What lines below hold the string "unwrap"? Copy them all.
--- Data for processing Enclosed Below ---
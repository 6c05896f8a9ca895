// Wallet domain state
// 지갑 도메인 상태
use crate::shared::clients::ChainClients;
use crate::shared::database::Database;
use crate::shared::services::WalletLocks;
use crate::domains::wallet::services::WalletService;

/// Wallet domain state
/// 지갑 도메인에서 필요한 서비스들을 포함하는 상태
#[derive(Clone)]
pub struct WalletState {
    pub wallet_service: WalletService,
}

impl WalletState {
    /// Create WalletState (체인 클라이언트 + 지갑 잠금 테이블 공유)
    pub fn new(db: Database, chain_clients: ChainClients, locks: WalletLocks) -> Self {
        Self {
            wallet_service: WalletService::new(db, chain_clients, locks),
        }
    }
}
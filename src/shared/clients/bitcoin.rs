use anyhow::Result;
use async_trait::async_trait;
use base64::{Engine as _, engine::general_purpose};
use chrono::Utc;
use rand::Rng;
use rust_decimal::Decimal;
use sha2::{Digest, Sha256};
use uuid::Uuid;
use crate::domains::wallet::models::Currency;
use crate::shared::clients::chain::{ChainClient, KeyPair, SendResult};

/// 표준 비트코인 수수료 (플레이스홀더)
pub const BITCOIN_FEE: Decimal = Decimal::from_parts(1, 0, 0, false, 4);

/// Bitcoin 플레이스홀더 클라이언트
/// 실제 네트워크 호출 없음: 주소는 랜덤 키에서 파생, 잔액은 [0, 0.1) 랜덤
#[derive(Debug, Clone, Default)]
pub struct BitcoinClient;

impl BitcoinClient {
    pub fn new() -> Self {
        Self
    }

    fn random_key_pair() -> KeyPair {
        let mut secret = [0u8; 32];
        rand::thread_rng().fill(&mut secret);

        let mut hasher = Sha256::new();
        hasher.update(secret);
        let public_hex = format!("{:x}", hasher.finalize());

        KeyPair {
            address: format!("bc1q{}", &public_hex[..32]),
            // Private Key는 Base64 인코딩 (암호화는 범위 밖)
            private_key: general_purpose::STANDARD.encode(secret),
        }
    }
}

#[async_trait]
impl ChainClient for BitcoinClient {
    fn currency(&self) -> Currency {
        Currency::Bitcoin
    }

    async fn generate_key_pair(&self) -> Result<KeyPair> {
        let key_pair = Self::random_key_pair();
        tracing::info!(address = %key_pair.address, "Generated Bitcoin key pair");
        Ok(key_pair)
    }

    async fn get_balance(&self, address: &str) -> Result<Decimal> {
        tracing::info!(address, "Getting Bitcoin balance");
        let satoshis: i64 = rand::thread_rng().gen_range(0..10_000_000);
        Ok(Decimal::new(satoshis, 8))
    }

    async fn send_transaction(&self, _private_key: &str, to_address: &str, amount: Decimal) -> Result<SendResult> {
        tracing::info!(%amount, to_address, "Sending Bitcoin transaction");
        let result = SendResult {
            tx_hash: format!("bitcoin_tx_{}_{}", Utc::now().timestamp_millis(), Uuid::new_v4().simple()),
            fee: BITCOIN_FEE,
        };
        tracing::info!(tx_hash = %result.tx_hash, "Bitcoin transaction sent");
        Ok(result)
    }
}

#[cfg(test)]
mod tests {
    use super::*;

    #[tokio::test]
    async fn key_pairs_have_bech32_shape_and_differ() {
        let client = BitcoinClient::new();
        let first = client.generate_key_pair().await.unwrap();
        let second = client.generate_key_pair().await.unwrap();

        assert!(first.address.starts_with("bc1q"));
        assert_eq!(first.address.len(), 4 + 32);
        assert!(first.address[4..].chars().all(|c| c.is_ascii_hexdigit()));
        assert_ne!(first.address, second.address);
        assert_ne!(first.private_key, second.private_key);
        assert!(!first.private_key.contains(&first.address));
    }

    #[tokio::test]
    async fn balance_is_below_one_tenth_with_eight_decimals() {
        let client = BitcoinClient::new();
        for _ in 0..20 {
            let balance = client.get_balance("bc1qany").await.unwrap();
            assert!(balance >= Decimal::ZERO);
            assert!(balance < Decimal::new(1, 1));
            assert_eq!(balance.scale(), 8);
        }
    }

    #[tokio::test]
    async fn sends_return_unique_hashes_and_fixed_fee() {
        let client = BitcoinClient::new();
        let a = client.send_transaction("pk", "bc1qto", Decimal::ONE).await.unwrap();
        let b = client.send_transaction("pk", "bc1qto", Decimal::ONE).await.unwrap();

        assert!(a.tx_hash.starts_with("bitcoin_tx_"));
        assert_ne!(a.tx_hash, b.tx_hash);
        assert_eq!(a.fee.to_string(), "0.0001");
    }
}
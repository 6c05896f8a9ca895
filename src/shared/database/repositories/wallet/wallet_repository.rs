use sqlx::postgres::PgRow;
use sqlx::{Postgres, QueryBuilder, Row};
use anyhow::{Context, Result};
use async_trait::async_trait;
use chrono::Utc;
use rust_decimal::Decimal;
use crate::domains::wallet::models::{Currency, NewWallet, Wallet, WalletQuery};
use crate::shared::database::postgres::{db_error, PgUnitOfWork};
use crate::shared::database::repositories::contains_pattern;
use crate::shared::database::store::WalletRepository;
use crate::shared::utils::PageRequest;

const WALLET_COLUMNS: &str = "w.id, w.user_id, w.address, w.private_key, w.currency, w.balance, \
                              w.active, w.created_at, w.updated_at";

fn wallet_from_row(row: &PgRow) -> Result<Wallet> {
    let currency: String = row.try_get("currency")?;
    Ok(Wallet {
        id: row.try_get::<i64, _>("id")? as u64,
        user_id: row.try_get::<i64, _>("user_id")? as u64,
        address: row.try_get("address")?,
        private_key: row.try_get("private_key")?,
        currency: currency.parse::<Currency>().context("Invalid currency in database")?,
        balance: row.try_get::<Decimal, _>("balance")?,
        active: row.try_get("active")?,
        created_at: row.try_get("created_at")?,
        updated_at: row.try_get("updated_at")?,
    })
}

// 검색은 소유자 username / email까지 포함하므로 users 조인
fn push_wallet_filters(builder: &mut QueryBuilder<'_, Postgres>, query: &WalletQuery) {
    builder.push(" FROM wallets w JOIN users u ON u.id = w.user_id WHERE 1 = 1");
    if let Some(user_id) = query.user_id {
        builder.push(" AND w.user_id = ").push_bind(user_id as i64);
    }
    if let Some(currency) = query.currency {
        builder.push(" AND w.currency = ").push_bind(currency.as_str());
    }
    if let Some(active) = query.active {
        builder.push(" AND w.active = ").push_bind(active);
    }
    if let Some(search) = &query.search {
        let pattern = contains_pattern(search);
        builder
            .push(" AND (w.address ILIKE ")
            .push_bind(pattern.clone())
            .push(" ESCAPE '\\' OR u.username ILIKE ")
            .push_bind(pattern.clone())
            .push(" ESCAPE '\\' OR u.email ILIKE ")
            .push_bind(pattern)
            .push(" ESCAPE '\\')");
    }
}

#[async_trait]
impl WalletRepository for PgUnitOfWork {
    async fn insert_wallet(&mut self, wallet: &NewWallet) -> Result<Wallet> {
        let now = Utc::now();
        let row = sqlx::query(
            r#"
            INSERT INTO wallets AS w (user_id, address, private_key, currency, balance, active, created_at, updated_at)
            VALUES ($1, $2, $3, $4, 0, TRUE, $5, $6)
            RETURNING w.id, w.user_id, w.address, w.private_key, w.currency, w.balance, w.active, w.created_at, w.updated_at
            "#,
        )
        .bind(wallet.user_id as i64)
        .bind(&wallet.address)
        .bind(&wallet.private_key)
        .bind(wallet.currency.as_str())
        .bind(now)
        .bind(now)
        .fetch_one(&mut *self.tx)
        .await
        .map_err(|e| db_error(e, "Failed to create wallet"))?;

        wallet_from_row(&row)
    }

    async fn find_wallet_by_id(&mut self, id: u64) -> Result<Option<Wallet>> {
        let row = sqlx::query(&format!("SELECT {} FROM wallets w WHERE w.id = $1", WALLET_COLUMNS))
            .bind(id as i64)
            .fetch_optional(&mut *self.tx)
            .await
            .map_err(|e| db_error(e, "Failed to fetch wallet by id"))?;

        row.as_ref().map(wallet_from_row).transpose()
    }

    async fn find_wallet_by_address(&mut self, address: &str) -> Result<Option<Wallet>> {
        let row = sqlx::query(&format!("SELECT {} FROM wallets w WHERE w.address = $1", WALLET_COLUMNS))
            .bind(address)
            .fetch_optional(&mut *self.tx)
            .await
            .map_err(|e| db_error(e, "Failed to fetch wallet by address"))?;

        row.as_ref().map(wallet_from_row).transpose()
    }

    async fn find_wallets(&mut self, query: &WalletQuery) -> Result<Vec<Wallet>> {
        let mut builder = QueryBuilder::new(format!("SELECT {}", WALLET_COLUMNS));
        push_wallet_filters(&mut builder, query);
        builder.push(" ORDER BY w.created_at DESC, w.id DESC");

        let rows = builder
            .build()
            .fetch_all(&mut *self.tx)
            .await
            .map_err(|e| db_error(e, "Failed to fetch wallets"))?;

        rows.iter().map(wallet_from_row).collect()
    }

    async fn find_wallet_page(&mut self, query: &WalletQuery, page: &PageRequest) -> Result<Vec<Wallet>> {
        let mut builder = QueryBuilder::new(format!("SELECT {}", WALLET_COLUMNS));
        push_wallet_filters(&mut builder, query);
        let direction = page.direction.as_sql();
        builder.push(format!(
            " ORDER BY w.{} {}, w.id {}",
            page.sort_column, direction, direction
        ));
        builder.push(" LIMIT ").push_bind(page.size as i64);
        builder.push(" OFFSET ").push_bind(page.offset() as i64);

        let rows = builder
            .build()
            .fetch_all(&mut *self.tx)
            .await
            .map_err(|e| db_error(e, "Failed to fetch wallet page"))?;

        rows.iter().map(wallet_from_row).collect()
    }

    async fn count_wallets(&mut self, query: &WalletQuery) -> Result<u64> {
        let mut builder = QueryBuilder::new("SELECT COUNT(*) AS count");
        push_wallet_filters(&mut builder, query);

        let row = builder
            .build()
            .fetch_one(&mut *self.tx)
            .await
            .map_err(|e| db_error(e, "Failed to count wallets"))?;

        Ok(row.try_get::<i64, _>("count")? as u64)
    }

    // 절대값 쓰기 (balance = $2), 동시성 제어 없음
    async fn update_wallet_balance(&mut self, id: u64, balance: Decimal) -> Result<()> {
        sqlx::query("UPDATE wallets SET balance = $2, updated_at = $3 WHERE id = $1")
            .bind(id as i64)
            .bind(balance)
            .bind(Utc::now())
            .execute(&mut *self.tx)
            .await
            .map_err(|e| db_error(e, "Failed to update wallet balance"))?;

        Ok(())
    }

    async fn set_wallet_active(&mut self, id: u64, active: bool) -> Result<()> {
        sqlx::query("UPDATE wallets SET active = $2, updated_at = $3 WHERE id = $1")
            .bind(id as i64)
            .bind(active)
            .bind(Utc::now())
            .execute(&mut *self.tx)
            .await
            .map_err(|e| db_error(e, "Failed to update wallet status"))?;

        Ok(())
    }
}
// Chain clients (placeholder implementations, no network access)
pub mod chain;
pub mod bitcoin;
pub mod tron;

pub use chain::*;
pub use bitcoin::*;
pub use tron::*;
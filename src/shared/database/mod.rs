// Shared database layer
pub mod connection;
pub mod store;
pub mod memory;
pub mod postgres;
pub mod repositories;

pub use connection::*;
pub use store::*;
pub use memory::MemoryStore;
pub use postgres::PgStore;
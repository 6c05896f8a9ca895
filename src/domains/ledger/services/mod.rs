// Ledger domain services
pub mod transaction_service;
pub mod state;

pub use transaction_service::*;
pub use state::*;
// Wallet domain models
pub mod wallet;

pub use wallet::*;
use crate::domains::ledger::models::{
    IncomingTransactionRequest, IncomingTransactionResponse, SendTransactionRequest,
    TransactionResponse, UpdateTransactionStatusRequest,
};
use crate::shared::services::AppState;
use crate::shared::errors::LedgerError;
use crate::shared::utils::{validate_amount, validate_not_blank};
use axum::{extract::{Path, State}, http::StatusCode, Json};

/// 송금 핸들러
/// Send transaction handler
#[utoipa::path(
    post,
    path = "/api/transactions/send",
    request_body = SendTransactionRequest,
    responses(
        (status = 201, description = "Transaction broadcast and recorded as PENDING", body = TransactionResponse),
        (status = 400, description = "Validation error, insufficient balance or send failure"),
        (status = 404, description = "Wallet not found"),
        (status = 500, description = "Internal server error")
    ),
    tag = "Transactions"
)]
pub async fn send_transaction(
    State(app_state): State<AppState>,
    Json(request): Json<SendTransactionRequest>,
) -> Result<(StatusCode, Json<TransactionResponse>), (StatusCode, Json<serde_json::Value>)> {
    // 1. 요청 검증
    validate_not_blank("toAddress", &request.to_address).map_err(LedgerError::Validation)?;
    validate_amount(request.amount).map_err(LedgerError::Validation)?;

    // 2. Service 호출
    let tx = app_state
        .ledger_state
        .transaction_service
        .send_transaction(request)
        .await
        .map_err(|e: LedgerError| -> (StatusCode, Json<serde_json::Value>) { e.into() })?;

    Ok((StatusCode::CREATED, Json(tx.into())))
}

/// 입금 노티파이어 진입점 (tx_hash 기준 멱등)
#[utoipa::path(
    post,
    path = "/api/transactions/incoming",
    request_body = IncomingTransactionRequest,
    responses(
        (status = 200, description = "RECORDED, DUPLICATE or UNKNOWN_ADDRESS", body = IncomingTransactionResponse),
        (status = 400, description = "Validation error")
    ),
    tag = "Transactions"
)]
pub async fn process_incoming(
    State(app_state): State<AppState>,
    Json(request): Json<IncomingTransactionRequest>,
) -> Result<Json<IncomingTransactionResponse>, (StatusCode, Json<serde_json::Value>)> {
    validate_not_blank("txHash", &request.tx_hash).map_err(LedgerError::Validation)?;
    validate_not_blank("toAddress", &request.to_address).map_err(LedgerError::Validation)?;
    validate_amount(request.amount).map_err(LedgerError::Validation)?;

    let outcome = app_state
        .ledger_state
        .transaction_service
        .process_incoming_transaction(request)
        .await
        .map_err(|e: LedgerError| -> (StatusCode, Json<serde_json::Value>) { e.into() })?;

    Ok(Json(outcome.into()))
}

#[utoipa::path(
    put,
    path = "/api/transactions/hash/{tx_hash}/status",
    params(("tx_hash" = String, Path, description = "Transaction hash")),
    request_body = UpdateTransactionStatusRequest,
    responses(
        (status = 200, description = "Status updated", body = TransactionResponse),
        (status = 404, description = "Transaction not found")
    ),
    tag = "Transactions"
)]
pub async fn update_status(
    State(app_state): State<AppState>,
    Path(tx_hash): Path<String>,
    Json(request): Json<UpdateTransactionStatusRequest>,
) -> Result<Json<TransactionResponse>, (StatusCode, Json<serde_json::Value>)> {
    let tx = app_state
        .ledger_state
        .transaction_service
        .update_transaction_status(&tx_hash, request.status, request.block_number, request.confirmations)
        .await
        .map_err(|e: LedgerError| -> (StatusCode, Json<serde_json::Value>) { e.into() })?;

    Ok(Json(tx.into()))
}

#[utoipa::path(
    get,
    path = "/api/transactions/wallet/{wallet_id}",
    params(("wallet_id" = u64, Path, description = "Wallet ID")),
    responses(
        (status = 200, description = "Wallet transactions, newest first", body = [TransactionResponse])
    ),
    tag = "Transactions"
)]
pub async fn get_wallet_transactions(
    State(app_state): State<AppState>,
    Path(wallet_id): Path<u64>,
) -> Result<Json<Vec<TransactionResponse>>, (StatusCode, Json<serde_json::Value>)> {
    let txs = app_state
        .ledger_state
        .transaction_service
        .get_wallet_transactions(wallet_id)
        .await
        .map_err(|e: LedgerError| -> (StatusCode, Json<serde_json::Value>) { e.into() })?;

    Ok(Json(txs.iter().map(TransactionResponse::from).collect()))
}

#[utoipa::path(
    get,
    path = "/api/transactions/user/{user_id}",
    params(("user_id" = u64, Path, description = "User ID")),
    responses(
        (status = 200, description = "Transactions of all wallets of the user, newest first", body = [TransactionResponse])
    ),
    tag = "Transactions"
)]
pub async fn get_user_transactions(
    State(app_state): State<AppState>,
    Path(user_id): Path<u64>,
) -> Result<Json<Vec<TransactionResponse>>, (StatusCode, Json<serde_json::Value>)> {
    let txs = app_state
        .ledger_state
        .transaction_service
        .get_user_transactions(user_id)
        .await
        .map_err(|e: LedgerError| -> (StatusCode, Json<serde_json::Value>) { e.into() })?;

    Ok(Json(txs.iter().map(TransactionResponse::from).collect()))
}

#[utoipa::path(
    get,
    path = "/api/transactions/hash/{tx_hash}",
    params(("tx_hash" = String, Path, description = "Transaction hash")),
    responses(
        (status = 200, description = "Transaction found", body = TransactionResponse),
        (status = 404, description = "Transaction not found")
    ),
    tag = "Transactions"
)]
pub async fn get_transaction_by_hash(
    State(app_state): State<AppState>,
    Path(tx_hash): Path<String>,
) -> Result<Json<TransactionResponse>, (StatusCode, Json<serde_json::Value>)> {
    let tx = app_state
        .ledger_state
        .transaction_service
        .get_transaction_by_hash(&tx_hash)
        .await
        .map_err(|e: LedgerError| -> (StatusCode, Json<serde_json::Value>) { e.into() })?;

    Ok(Json(tx.into()))
}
--- End of Enclosed Data for processing ---
(Task answer)
        let first = client.generate_key_pair().await.unwrap();
        let second = client.generate_key_pair().await.unwrap();
            let balance = client.get_balance("bc1qany").await.unwrap();
        let a = client.send_transaction("pk", "bc1qto", Decimal::ONE).await.unwrap();
        let b = client.send_transaction("pk", "bc1qto", Decimal::ONE).await.unwrap();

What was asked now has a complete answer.